TASK DATA START

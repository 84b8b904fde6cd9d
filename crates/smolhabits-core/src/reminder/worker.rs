use std::sync::Arc;

use chrono::Utc;
use tokio::sync::mpsc::UnboundedSender;
use tracing::{info, warn};

use super::ReminderRequest;
use crate::events::Event;
use crate::notify::NotificationDispatcher;

/// Label used when a fired task carries no habit name.
pub const PLACEHOLDER_HABIT_NAME: &str = "Habit";

/// Runs when a deferred reminder fires.
pub struct ReminderWorker {
    dispatcher: Arc<NotificationDispatcher>,
    events: Option<UnboundedSender<Event>>,
}

impl ReminderWorker {
    pub fn new(dispatcher: Arc<NotificationDispatcher>) -> Self {
        Self {
            dispatcher,
            events: None,
        }
    }

    /// Also publish a [`Event::ReminderFired`] for every fired task.
    pub fn with_events(mut self, events: UnboundedSender<Event>) -> Self {
        self.events = Some(events);
        self
    }

    /// Show the reminder. Delivery is best-effort and never retried.
    pub fn fire(&self, request: &ReminderRequest) {
        let habit_name = payload_name(&request.habit_name);
        info!(tag = %request.tag, habit = habit_name, "reminder fired");

        self.dispatcher.show_reminder(habit_name);

        if let Some(events) = &self.events {
            let event = Event::ReminderFired {
                request_id: request.id,
                tag: request.tag,
                habit_name: habit_name.to_string(),
                at: Utc::now(),
            };
            if events.send(event).is_err() {
                warn!("event receiver dropped; reminder event discarded");
            }
        }
    }
}

pub(crate) fn payload_name(raw: &str) -> &str {
    let trimmed = raw.trim();
    if trimmed.is_empty() {
        PLACEHOLDER_HABIT_NAME
    } else {
        trimmed
    }
}

#[cfg(test)]
mod tests {
    use super::*;
    use crate::notify::tests::RecordingNotifier;
    use crate::reminder::Trigger;

    #[test]
    fn missing_payload_uses_placeholder() {
        assert_eq!(payload_name(""), "Habit");
        assert_eq!(payload_name("   "), "Habit");
        assert_eq!(payload_name(" Stretch "), "Stretch");
    }

    #[test]
    fn fire_shows_notification_and_publishes_event() {
        let notifier = Arc::new(RecordingNotifier::default());
        let dispatcher = Arc::new(NotificationDispatcher::new(notifier.clone()));
        let (tx, mut rx) = tokio::sync::mpsc::unbounded_channel();
        let worker = ReminderWorker::new(dispatcher).with_events(tx);

        let request = ReminderRequest::new("", Trigger::After { minutes: 1 }, Utc::now());
        worker.fire(&request);

        let shown = notifier.shown();
        assert_eq!(shown.len(), 1);
        assert_eq!(shown[0].body, "Time to do: Habit");

        match rx.try_recv().unwrap() {
            Event::ReminderFired { habit_name, request_id, .. } => {
                assert_eq!(habit_name, "Habit");
                assert_eq!(request_id, request.id);
            }
            other => panic!("Expected ReminderFired, got {other:?}"),
        }
    }
}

TASK DATA END

**TASK BRIEF:** In full and without change, transcribe the entries.

**SOLVED EXERCISE:**
repository 84b8b904fde6cd9d
filename crates/smolhabits-core/src/reminder/worker.rs
use std::sync::Arc;

use chrono::Utc;
use tokio::sync::mpsc::UnboundedSender;
use tracing::{info, warn};

use super::ReminderRequest;
use crate::events::Event;
use crate::notify::NotificationDispatcher;

/// Label used when a fired task carries no habit name.
pub const PLACEHOLDER_HABIT_NAME: &str = "Habit";

/// Runs when a deferred reminder fires.
pub struct ReminderWorker {
    dispatcher: Arc<NotificationDispatcher>,
    events: Option<UnboundedSender<Event>>,
}

impl ReminderWorker {
    pub fn new(dispatcher: Arc<NotificationDispatcher>) -> Self {
        Self {
            dispatcher,
            events: None,
        }
    }

    /// Also publish a [`Event::ReminderFired`] for every fired task.
    pub fn with_events(mut self, events: UnboundedSender<Event>) -> Self {
        self.events = Some(events);
        self
    }

    /// Show the reminder. Delivery is best-effort and never retried.
    pub fn fire(&self, request: &ReminderRequest) {
        let habit_name = payload_name(&request.habit_name);
        info!(tag = %request.tag, habit = habit_name, "reminder fired");

        self.dispatcher.show_reminder(habit_name);

        if let Some(events) = &self.events {
            let event = Event::ReminderFired {
                request_id: request.id,
                tag: request.tag,
                habit_name: habit_name.to_string(),
                at: Utc::now(),
            };
            if events.send(event).is_err() {
                warn!("event receiver dropped; reminder event discarded");
            }
        }
    }
}

pub(crate) fn payload_name(raw: &str) -> &str {
    let trimmed = raw.trim();
    if trimmed.is_empty() {
        PLACEHOLDER_HABIT_NAME
    } else {
        trimmed
    }
}

#[cfg(test)]
mod tests {
    use super::*;
    use crate::notify::tests::RecordingNotifier;
    use crate::reminder::Trigger;

    #[test]
    fn missing_payload_uses_placeholder() {
        assert_eq!(payload_name(""), "Habit");
        assert_eq!(payload_name("   "), "Habit");
        assert_eq!(payload_name(" Stretch "), "Stretch");
    }

    #[test]
    fn fire_shows_notification_and_publishes_event() {
        let notifier = Arc::new(RecordingNotifier::default());
        let dispatcher = Arc::new(NotificationDispatcher::new(notifier.clone()));
        let (tx, mut rx) = tokio::sync::mpsc::unbounded_channel();
        let worker = ReminderWorker::new(dispatcher).with_events(tx);

        let request = ReminderRequest::new("", Trigger::After { minutes: 1 }, Utc::now());
        worker.fire(&request);

        let shown = notifier.shown();
        assert_eq!(shown.len(), 1);
        assert_eq!(shown[0].body, "Time to do: Habit");

        match rx.try_recv().unwrap() {
            Event::ReminderFired { habit_name, request_id, .. } => {
                assert_eq!(habit_name, "Habit");
                assert_eq!(request_id, request.id);
            }
            other => panic!("Expected ReminderFired, got {other:?}"),
        }
    }
}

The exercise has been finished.